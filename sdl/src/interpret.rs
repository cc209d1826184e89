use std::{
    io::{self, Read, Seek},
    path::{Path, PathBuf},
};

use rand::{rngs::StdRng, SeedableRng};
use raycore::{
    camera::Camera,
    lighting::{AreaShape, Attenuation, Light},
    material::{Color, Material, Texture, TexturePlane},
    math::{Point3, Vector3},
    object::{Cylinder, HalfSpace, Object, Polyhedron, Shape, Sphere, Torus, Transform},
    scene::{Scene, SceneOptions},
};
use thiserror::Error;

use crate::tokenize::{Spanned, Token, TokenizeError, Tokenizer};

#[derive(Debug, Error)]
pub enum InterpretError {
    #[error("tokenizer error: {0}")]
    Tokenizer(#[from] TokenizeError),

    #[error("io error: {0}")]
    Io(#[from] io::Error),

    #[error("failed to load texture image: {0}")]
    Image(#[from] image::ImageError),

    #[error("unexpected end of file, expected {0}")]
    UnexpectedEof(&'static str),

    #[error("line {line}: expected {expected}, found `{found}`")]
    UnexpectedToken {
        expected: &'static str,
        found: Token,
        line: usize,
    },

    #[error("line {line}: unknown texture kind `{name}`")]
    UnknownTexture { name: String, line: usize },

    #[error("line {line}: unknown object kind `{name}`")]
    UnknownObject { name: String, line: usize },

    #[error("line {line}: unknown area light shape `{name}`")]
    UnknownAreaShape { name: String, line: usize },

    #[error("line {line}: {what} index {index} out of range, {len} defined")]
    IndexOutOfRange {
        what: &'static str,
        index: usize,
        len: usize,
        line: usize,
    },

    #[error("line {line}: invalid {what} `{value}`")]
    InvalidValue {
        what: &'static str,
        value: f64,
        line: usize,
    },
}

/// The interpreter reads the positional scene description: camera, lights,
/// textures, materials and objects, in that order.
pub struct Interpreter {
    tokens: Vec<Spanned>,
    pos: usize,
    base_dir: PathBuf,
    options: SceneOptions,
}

> _Action item_
Every record must appear in the answer exactly as it does above.

> _Answer to the problem_
filename sdl/src/interpret.rs
repository cc209d1826184e89
use std::{
    io::{self, Read, Seek},
    path::{Path, PathBuf},
};

use rand::{rngs::StdRng, SeedableRng};
use raycore::{
    camera::Camera,
    lighting::{AreaShape, Attenuation, Light},
    material::{Color, Material, Texture, TexturePlane},
    math::{Point3, Vector3},
    object::{Cylinder, HalfSpace, Object, Polyhedron, Shape, Sphere, Torus, Transform},
    scene::{Scene, SceneOptions},
};
use thiserror::Error;

use crate::tokenize::{Spanned, Token, TokenizeError, Tokenizer};

#[derive(Debug, Error)]
pub enum InterpretError {
    #[error("tokenizer error: {0}")]
    Tokenizer(#[from] TokenizeError),

    #[error("io error: {0}")]
    Io(#[from] io::Error),

    #[error("failed to load texture image: {0}")]
    Image(#[from] image::ImageError),

    #[error("unexpected end of file, expected {0}")]
    UnexpectedEof(&'static str),

    #[error("line {line}: expected {expected}, found `{found}`")]
    UnexpectedToken {
        expected: &'static str,
        found: Token,
        line: usize,
    },

    #[error("line {line}: unknown texture kind `{name}`")]
    UnknownTexture { name: String, line: usize },

    #[error("line {line}: unknown object kind `{name}`")]
    UnknownObject { name: String, line: usize },

    #[error("line {line}: unknown area light shape `{name}`")]
    UnknownAreaShape { name: String, line: usize },

    #[error("line {line}: {what} index {index} out of range, {len} defined")]
    IndexOutOfRange {
        what: &'static str,
        index: usize,
        len: usize,
        line: usize,
    },

    #[error("line {line}: invalid {what} `{value}`")]
    InvalidValue {
        what: &'static str,
        value: f64,
        line: usize,
    },
}

/// The interpreter reads the positional scene description: camera, lights,
/// textures, materials and objects, in that order.
pub struct Interpreter {
    tokens: Vec<Spanned>,
    pos: usize,
    base_dir: PathBuf,
    options: SceneOptions,
}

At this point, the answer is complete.